2017 Harvest Progress Report

With the season taking a very dry turn mid to late season, (one of driest winters on record) cropping number predictions were vastly reduced in the areas of QLD, Northern NSW and Central NSW. Most bulk handlers would be relying on the southern parts of NSW and Victoria at harvest to produce the goods, and the season has had a later start than usual.

But this has been significantly hampered by the late season formation of storms, and large-scale weather events which were prevalent mainly in Victoria, Central and Southern NSW.
It was estimated that there would be over 4 million tonnes worth of grain that would go un- harvested due to rain fall and flooding, and in Central NSW, many areas were hit with rainfall exceeding 30mm, with some areas to 160mm.

Canola and cereal crops around the Wagga region were looking very good, but were inundated during the recent storm events, it will be struggle to get onto paddocks to commence or continue harvest in the next week!

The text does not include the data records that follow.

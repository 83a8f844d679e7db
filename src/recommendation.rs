use crate::analyzer::history::{current_price, daily_series, price_stats};
use crate::analyzer::{
    AlertClass, Forecast, PriceAlert, PriceAlertClassifier, SeasonalPattern,
    SeasonalPatternDetector, TrendForecaster, TrendLabel, Volatility, VolatilityAnalyzer,
    VolatilityLabel,
};
use crate::config::AnalysisConfig;
use crate::model::{AnalysisError, PriceObservation, PriceStats};
use crate::rules::{Condition, Fact, FactValue, Operator, Rule, RuleEngine};
use crate::utils::{month_label, weekday_label};
use chrono::{Datelike, NaiveDate};
use serde::Serialize;
use tracing::debug;

/// Subject of every fact about the analysed product.
pub const PRODUCT: &str = "product";
/// Subject of calendar facts.
pub const DATE: &str = "date";

pub const BUY_IMMEDIATELY: &str = "BUY_IMMEDIATELY";
pub const WAIT: &str = "WAIT";
pub const EXCELLENT: &str = "EXCELLENT";
pub const CHEAP: &str = "CHEAP";

/// Number of analysis stages that feed a recommendation.
const STAGES: usize = 4;
/// Confidence used when no forecast could be made.
const BASE_CONFIDENCE: f64 = 50.0;

#[derive(Debug, Clone, Copy, PartialEq, Eq, Serialize)]
#[serde(rename_all = "SCREAMING_SNAKE_CASE")]
pub enum Action {
    BuyImmediately,
    BuyNow,
    BuySoon,
    Wait,
    Monitor,
}

impl Action {
    pub fn message(&self) -> &'static str {
        match self {
            Action::BuyImmediately => "Buy immediately! A sale event meets a cheap price",
            Action::BuyNow => "Buy now! The price is at its best moment",
            Action::BuySoon => "Consider buying soon, prices might rise",
            Action::Wait => "Wait a little, prices might drop",
            Action::Monitor => "Keep an eye on the price",
        }
    }
}

/// Outcome read from the derived facts after inference.
#[derive(Debug, Clone, Copy, PartialEq, Eq, Serialize)]
#[serde(rename_all = "SCREAMING_SNAKE_CASE")]
pub enum Resolution {
    BuyImmediately,
    ExcellentOpportunity,
    Wait,
    Monitor,
}

impl Resolution {
    /// Fixed precedence, independent of rule priorities:
    /// buy immediately, then excellent opportunity, then wait, else monitor.
    pub fn resolve(derived: &[Fact]) -> Self {
        let has = |predicate: &str, value: &str| {
            let value = FactValue::from(value);
            derived
                .iter()
                .any(|f| f.is_about(predicate, PRODUCT) && f.value == value)
        };

        if has("recommendation", BUY_IMMEDIATELY) {
            Resolution::BuyImmediately
        } else if has("opportunity", EXCELLENT) {
            Resolution::ExcellentOpportunity
        } else if has("recommendation", WAIT) {
            Resolution::Wait
        } else {
            Resolution::Monitor
        }
    }

    pub fn action(&self) -> Action {
        match self {
            Resolution::BuyImmediately => Action::BuyImmediately,
            Resolution::ExcellentOpportunity => Action::BuyNow,
            Resolution::Wait => Action::Wait,
            Resolution::Monitor => Action::Monitor,
        }
    }
}

#[derive(Debug, Clone, Serialize)]
pub struct Recommendation {
    pub action: Action,
    /// Set when the recommendation came out of the rule engine.
    pub resolution: Option<Resolution>,
    pub confidence: f64,
    pub message: String,
    pub derived_facts: Vec<Fact>,
    pub all_facts: Vec<Fact>,
    pub explanation_factors: Vec<String>,
    pub alert: Option<PriceAlert>,
}

/// Output of every analysis stage for one history; a stage without enough
/// data is simply absent.
#[derive(Debug, Clone, Default)]
pub struct Findings {
    pub forecast: Option<Forecast>,
    pub volatility: Option<Volatility>,
    pub seasonal: Option<SeasonalPattern>,
    pub alert: Option<PriceAlert>,
    pub stats: Option<PriceStats>,
    pub current_price: Option<f64>,
}

impl Findings {
    pub fn available(&self) -> usize {
        [
            self.forecast.is_some(),
            self.volatility.is_some(),
            self.seasonal.is_some(),
            self.alert.is_some(),
        ]
        .into_iter()
        .filter(|present| *present)
        .count()
    }

    pub fn is_empty(&self) -> bool {
        self.available() == 0
    }

    pub fn trend(&self) -> Option<TrendLabel> {
        self.forecast.as_ref().map(|f| f.trend)
    }

    pub fn volatility_label(&self) -> Option<VolatilityLabel> {
        self.volatility.as_ref().map(|v| v.label)
    }

    pub fn alert_class(&self) -> Option<AlertClass> {
        self.alert.as_ref().map(|a| a.classification)
    }

    /// Current price as a percentage of the historical average.
    pub fn percent_of_average(&self) -> Option<f64> {
        match (self.current_price, self.stats) {
            (Some(current), Some(stats)) if stats.avg > 0.0 => Some(current / stats.avg * 100.0),
            _ => None,
        }
    }

    /// Forecast confidence, scaled down for every stage that is missing.
    pub fn confidence(&self) -> f64 {
        let base = self.forecast.as_ref().map_or(BASE_CONFIDENCE, |f| f.confidence);
        let coverage = self.available() as f64 / STAGES as f64;
        (base * (0.5 + 0.5 * coverage)).clamp(0.0, 100.0)
    }

    pub fn explanation_factors(&self) -> Vec<String> {
        let or_missing = |label: Option<String>| label.unwrap_or_else(|| "insufficient data".into());
        vec![
            format!("Trend: {}", or_missing(self.trend().map(|t| t.to_string()))),
            format!("Volatility: {}", or_missing(self.volatility_label().map(|v| v.to_string()))),
            format!("Alert: {}", or_missing(self.alert_class().map(|a| a.to_string()))),
            self.seasonal
                .as_ref()
                .map(|s| s.recommendation.clone())
                .unwrap_or_else(|| "No seasonal pattern detected".into()),
        ]
    }

    /// Facts the rule engine is seeded with.
    pub fn facts(&self, today: NaiveDate) -> Vec<Fact> {
        let mut facts = Vec::new();
        if let Some(current) = self.current_price {
            facts.push(Fact::new("current_price", PRODUCT, current));
        }
        if let Some(stats) = self.stats {
            facts.push(Fact::new("average_price", PRODUCT, stats.avg));
        }
        if let Some(percent) = self.percent_of_average() {
            facts.push(Fact::new("percent_of_average", PRODUCT, percent));
        }
        if let Some(trend) = self.trend() {
            facts.push(Fact::new("trend", PRODUCT, trend.as_str()));
        }
        if let Some(volatility) = self.volatility_label() {
            facts.push(Fact::new("volatility", PRODUCT, volatility.as_str()));
        }
        if let Some(alert) = self.alert_class() {
            facts.push(Fact::new("alert", PRODUCT, alert.as_str()));
        }
        if let Some(seasonal) = &self.seasonal {
            facts.push(Fact::new("cheapest_weekday", PRODUCT, weekday_label(seasonal.cheapest_day)));
        }
        facts.push(Fact::new("weekday", DATE, weekday_label(today.weekday())));
        facts.push(Fact::new("month", DATE, month_label(today)));
        facts
    }
}

/// A stage without enough data drops out of the analysis instead of failing it.
fn skip<T>(stage: Result<T, AnalysisError>) -> Option<T> {
    match stage {
        Ok(value) => Some(value),
        Err(e) => {
            debug!("skipping factor: {}", e);
            None
        }
    }
}

/// Business rules every synthesizer starts with.
pub fn default_rules(config: &AnalysisConfig) -> Vec<Rule> {
    let sale = &config.sale_event;
    let sale_name = sale.name.to_uppercase();
    vec![
        Rule::new(
            "cheap_price",
            vec![Condition::new(
                "percent_of_average",
                PRODUCT,
                Operator::Lt,
                config.cheap_percent_of_average,
            )],
            Fact::new("price_class", PRODUCT, CHEAP),
            3,
        ),
        Rule::new(
            "excellent_opportunity",
            vec![
                Condition::new("price_class", PRODUCT, Operator::Eq, CHEAP),
                Condition::new("trend", PRODUCT, Operator::Eq, TrendLabel::Falling.as_str()),
            ],
            Fact::new("opportunity", PRODUCT, EXCELLENT),
            5,
        ),
        Rule::new(
            "wait_on_volatility",
            vec![
                Condition::new("volatility", PRODUCT, Operator::Eq, VolatilityLabel::High.as_str()),
                Condition::new("trend", PRODUCT, Operator::Eq, TrendLabel::Falling.as_str()),
            ],
            Fact::new("recommendation", PRODUCT, WAIT),
            4,
        ),
        Rule::new(
            "sale_event",
            vec![
                Condition::new("weekday", DATE, Operator::Eq, sale.weekday.to_uppercase()),
                Condition::new("month", DATE, Operator::Eq, sale.month.to_uppercase()),
            ],
            Fact::new("special_event", DATE, sale_name.clone()),
            2,
        ),
        Rule::new(
            "buy_on_sale_event",
            vec![
                Condition::new("special_event", DATE, Operator::Eq, sale_name),
                Condition::new("price_class", PRODUCT, Operator::Eq, CHEAP),
            ],
            Fact::new("recommendation", PRODUCT, BUY_IMMEDIATELY),
            6,
        ),
    ]
}

/// Runs every analysis stage over a price history and turns the results
/// into a purchase recommendation.
///
/// The synthesizer owns the rule set only; each call to [`analyze`] builds
/// a fresh [`RuleEngine`], so one instance can serve many products and
/// threads.
///
/// [`analyze`]: RecommendationSynthesizer::analyze
pub struct RecommendationSynthesizer {
    forecaster: TrendForecaster,
    volatility: VolatilityAnalyzer,
    seasonal: SeasonalPatternDetector,
    classifier: PriceAlertClassifier,
    rules: Vec<Rule>,
}

impl RecommendationSynthesizer {
    pub fn new(config: &AnalysisConfig) -> Self {
        let mut synthesizer = Self::without_rules(config);
        synthesizer.rules = default_rules(config);
        synthesizer
    }

    pub fn without_rules(config: &AnalysisConfig) -> Self {
        Self {
            forecaster: TrendForecaster::new(config.forecast_horizon),
            volatility: VolatilityAnalyzer::new(),
            seasonal: SeasonalPatternDetector::new(),
            classifier: PriceAlertClassifier::new(),
            rules: Vec::new(),
        }
    }

    pub fn rules(&self) -> &[Rule] {
        &self.rules
    }

    pub fn add_rule(&mut self, rule: Rule) {
        self.rules.push(rule);
    }

    /// Adds a rule whose conditions all concern the analysed product.
    pub fn add_product_rule(
        &mut self,
        id: &str,
        conditions: Vec<(&str, Operator, FactValue)>,
        conclusion: Fact,
        priority: i32,
    ) {
        let conditions = conditions
            .into_iter()
            .map(|(predicate, operator, value)| Condition::new(predicate, PRODUCT, operator, value))
            .collect();
        self.add_rule(Rule::new(id, conditions, conclusion, priority));
    }

    pub fn findings(&self, history: &[PriceObservation]) -> Findings {
        let series = daily_series(history);
        let stats = price_stats(history);
        let current = current_price(history);

        let alert = match (current, stats) {
            (Some(current), Some(stats)) => Some(self.classifier.alert(current, &stats)),
            _ => None,
        };

        Findings {
            forecast: skip(self.forecaster.forecast(&series)),
            volatility: skip(self.volatility.analyze(&series)),
            seasonal: skip(self.seasonal.detect(&series)),
            alert,
            stats,
            current_price: current,
        }
    }

    pub fn analyze(
        &self,
        history: &[PriceObservation],
        today: NaiveDate,
    ) -> Result<Recommendation, AnalysisError> {
        self.analyze_with_facts(history, today, Vec::new())
    }

    /// Like [`analyze`](Self::analyze), with extra caller facts seeded
    /// alongside the computed ones.
    ///
    /// The resolution reads derived facts only: a seeded
    /// `recommendation` fact is visible to rule conditions but never
    /// decides the action by itself.
    pub fn analyze_with_facts(
        &self,
        history: &[PriceObservation],
        today: NaiveDate,
        extra: Vec<Fact>,
    ) -> Result<Recommendation, AnalysisError> {
        let findings = self.findings(history);
        if findings.is_empty() {
            return Err(AnalysisError::insufficient("recommendation", 1, history.len()));
        }

        let mut engine = RuleEngine::with_rules(self.rules.clone());
        for fact in findings.facts(today).into_iter().chain(extra) {
            engine.assert_fact(fact);
        }
        debug!("seeded {} facts, {} rules", engine.facts().len(), self.rules.len());

        let derived = engine.infer();
        let resolution = Resolution::resolve(&derived);
        let action = resolution.action();
        debug!("resolved {:?} -> {:?}", resolution, action);

        Ok(Recommendation {
            action,
            resolution: Some(resolution),
            confidence: findings.confidence(),
            message: action.message().to_string(),
            derived_facts: derived,
            all_facts: engine.into_knowledge_base().facts().to_vec(),
            explanation_factors: findings.explanation_factors(),
            alert: findings.alert,
        })
    }

    /// Plain decision tree without the rule engine: an excellent price buys
    /// now, a good price on a rising trend buys soon, a falling trend that
    /// is not highly volatile waits, anything else is monitored.
    pub fn best_time_to_buy(
        &self,
        history: &[PriceObservation],
    ) -> Result<Recommendation, AnalysisError> {
        let findings = self.findings(history);
        if findings.is_empty() {
            return Err(AnalysisError::insufficient("recommendation", 1, history.len()));
        }

        let alert = findings.alert_class();
        let trend = findings.trend();
        let action = if alert == Some(AlertClass::Excellent) {
            Action::BuyNow
        } else if alert == Some(AlertClass::Good) && trend == Some(TrendLabel::Rising) {
            Action::BuySoon
        } else if trend == Some(TrendLabel::Falling)
            && findings.volatility_label().is_some_and(|v| v != VolatilityLabel::High)
        {
            Action::Wait
        } else {
            Action::Monitor
        };

        Ok(Recommendation {
            action,
            resolution: None,
            confidence: findings.confidence(),
            message: action.message().to_string(),
            derived_facts: Vec::new(),
            all_facts: Vec::new(),
            explanation_factors: findings.explanation_factors(),
            alert: findings.alert,
        })
    }
}
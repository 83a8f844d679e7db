use crate::model::{AnalysisError, PricePoint};
use crate::utils::weekday_name;
use chrono::{Datelike, Weekday};
use serde::Serialize;
use tracing::debug;

/// Two full weeks.
pub const MIN_POINTS: usize = 14;

const WEEK: [Weekday; 7] = [
    Weekday::Mon,
    Weekday::Tue,
    Weekday::Wed,
    Weekday::Thu,
    Weekday::Fri,
    Weekday::Sat,
    Weekday::Sun,
];

#[derive(Debug, Clone, PartialEq, Serialize)]
pub struct SeasonalPattern {
    pub cheapest_day: Weekday,
    pub most_expensive_day: Weekday,
    pub price_difference: f64,
    pub recommendation: String,
}

/// Finds the weekday on which a product is cheapest on average.
pub struct SeasonalPatternDetector;

impl SeasonalPatternDetector {
    pub fn new() -> Self {
        Self
    }

    /// Average price per weekday, Monday first; `None` for days never observed.
    pub fn weekday_averages(series: &[PricePoint]) -> [Option<f64>; 7] {
        let mut buckets = [(0.0_f64, 0_usize); 7];
        for point in series {
            let slot = &mut buckets[point.date.weekday().num_days_from_monday() as usize];
            slot.0 += point.price;
            slot.1 += 1;
        }
        buckets.map(|(sum, count)| (count > 0).then(|| sum / count as f64))
    }

    pub fn detect(&self, series: &[PricePoint]) -> Result<SeasonalPattern, AnalysisError> {
        if series.len() < MIN_POINTS {
            return Err(AnalysisError::insufficient("seasonal", MIN_POINTS, series.len()));
        }

        let averages = Self::weekday_averages(series);
        let mut cheapest: Option<(Weekday, f64)> = None;
        let mut priciest: Option<(Weekday, f64)> = None;

        // strict comparisons keep the earliest weekday on ties
        for (day, avg) in WEEK.iter().zip(averages) {
            let Some(avg) = avg else { continue };
            if cheapest.is_none_or(|(_, best)| avg < best) {
                cheapest = Some((*day, avg));
            }
            if priciest.is_none_or(|(_, worst)| avg > worst) {
                priciest = Some((*day, avg));
            }
        }

        let (Some((cheapest_day, low)), Some((most_expensive_day, high))) = (cheapest, priciest)
        else {
            return Err(AnalysisError::insufficient("seasonal", MIN_POINTS, series.len()));
        };

        debug!(
            "seasonal: cheapest={:?} ({:.2}) priciest={:?} ({:.2})",
            cheapest_day, low, most_expensive_day, high
        );

        Ok(SeasonalPattern {
            cheapest_day,
            most_expensive_day,
            price_difference: high - low,
            recommendation: format!("Best day to buy: {}", weekday_name(cheapest_day)),
        })
    }
}

impl Default for SeasonalPatternDetector {
    fn default() -> Self {
        Self::new()
    }
}
use crate::model::PriceStats;
use serde::Serialize;
use std::fmt;

/// Within 5% of the historical minimum.
pub const EXCELLENT_OVER_MIN: f64 = 1.05;
/// At least 15% below the historical average.
pub const GOOD_OF_AVG: f64 = 0.85;
/// Within 5% of the historical maximum.
pub const HIGH_OF_MAX: f64 = 0.95;

#[derive(Debug, Clone, Copy, PartialEq, Eq, Serialize)]
#[serde(rename_all = "SCREAMING_SNAKE_CASE")]
pub enum AlertClass {
    Excellent,
    Good,
    High,
    Normal,
}

impl AlertClass {
    pub fn as_str(&self) -> &'static str {
        match self {
            AlertClass::Excellent => "EXCELLENT",
            AlertClass::Good => "GOOD",
            AlertClass::High => "HIGH",
            AlertClass::Normal => "NORMAL",
        }
    }

    pub fn message(&self) -> &'static str {
        match self {
            AlertClass::Excellent => "Excellent price! Very close to the historical minimum",
            AlertClass::Good => "Good price, below the average",
            AlertClass::High => "High price, consider waiting",
            AlertClass::Normal => "Price within the normal range",
        }
    }
}

impl fmt::Display for AlertClass {
    fn fmt(&self, f: &mut fmt::Formatter<'_>) -> fmt::Result {
        f.write_str(self.as_str())
    }
}

#[derive(Debug, Clone, PartialEq, Serialize)]
pub struct PriceAlert {
    pub classification: AlertClass,
    pub message: String,
    pub current_price: f64,
    pub avg_price: f64,
    pub min_price: f64,
    pub potential_savings: f64,
}

pub struct PriceAlertClassifier;

impl PriceAlertClassifier {
    pub fn new() -> Self {
        Self
    }

    /// Checks run in order; the first match wins.
    pub fn classify(&self, current: f64, stats: &PriceStats) -> AlertClass {
        if current <= stats.min * EXCELLENT_OVER_MIN {
            AlertClass::Excellent
        } else if current <= stats.avg * GOOD_OF_AVG {
            AlertClass::Good
        } else if current >= stats.max * HIGH_OF_MAX {
            AlertClass::High
        } else {
            AlertClass::Normal
        }
    }

    pub fn alert(&self, current: f64, stats: &PriceStats) -> PriceAlert {
        let classification = self.classify(current, stats);
        PriceAlert {
            classification,
            message: classification.message().to_string(),
            current_price: current,
            avg_price: stats.avg,
            min_price: stats.min,
            potential_savings: (stats.avg - current).max(0.0),
        }
    }
}

impl Default for PriceAlertClassifier {
    fn default() -> Self {
        Self::new()
    }
}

Other regions were also hit with rain events during harvest, which has slowed its progression, with all hands-on deck to harvest the crop before the rains late Friday night.
The majority of the Canola has been harvested in the Central region, with farmers rushing to get the remainder of their cereal crops off and stored, and minimise any further downgrading.
The extent of the damage will not be fully assessed until this coming week, and with further (light) rainfall, and low temperatures predicted for the remainder of the week, on top of already flooded areas, it maybe sometime before harvest can recommence in some regions, if at all.
On the whole, this has been an unsettled year for grain growers, with low in crop rainfall, heavy frosts, and rain at harvest, but those with the chance for summer crop are exploiting the recent rainfalls.
On farm storage has been at the forefront, with growers looking to optimise on northern domestic grain shortages, lack of bulk handler storage for off grades, and warehousing charges also playing a major factor in grower’s decisions to hold onto grain.
With low wheat prices from the previous harvest, growers see the benefits to holding grain on farm, and utilising it for feed or sales throughout the upcoming season.
On farm storage gives growers the ability to concentrate on the crop at harvest time, not having to haul loads long distances, wait in lines at the bulk handlers when the weather takes a drastic turn!
On farm storage definitely has its benefits. As well as being profitable, it saves money and time at harvest, and provides an increase in asset value for the farm, Growers can physically utilise their on-farm storage, manage it, make money out of it, and save costs.

On farm storage has a definite role to play in the profitability of today’s grain growers.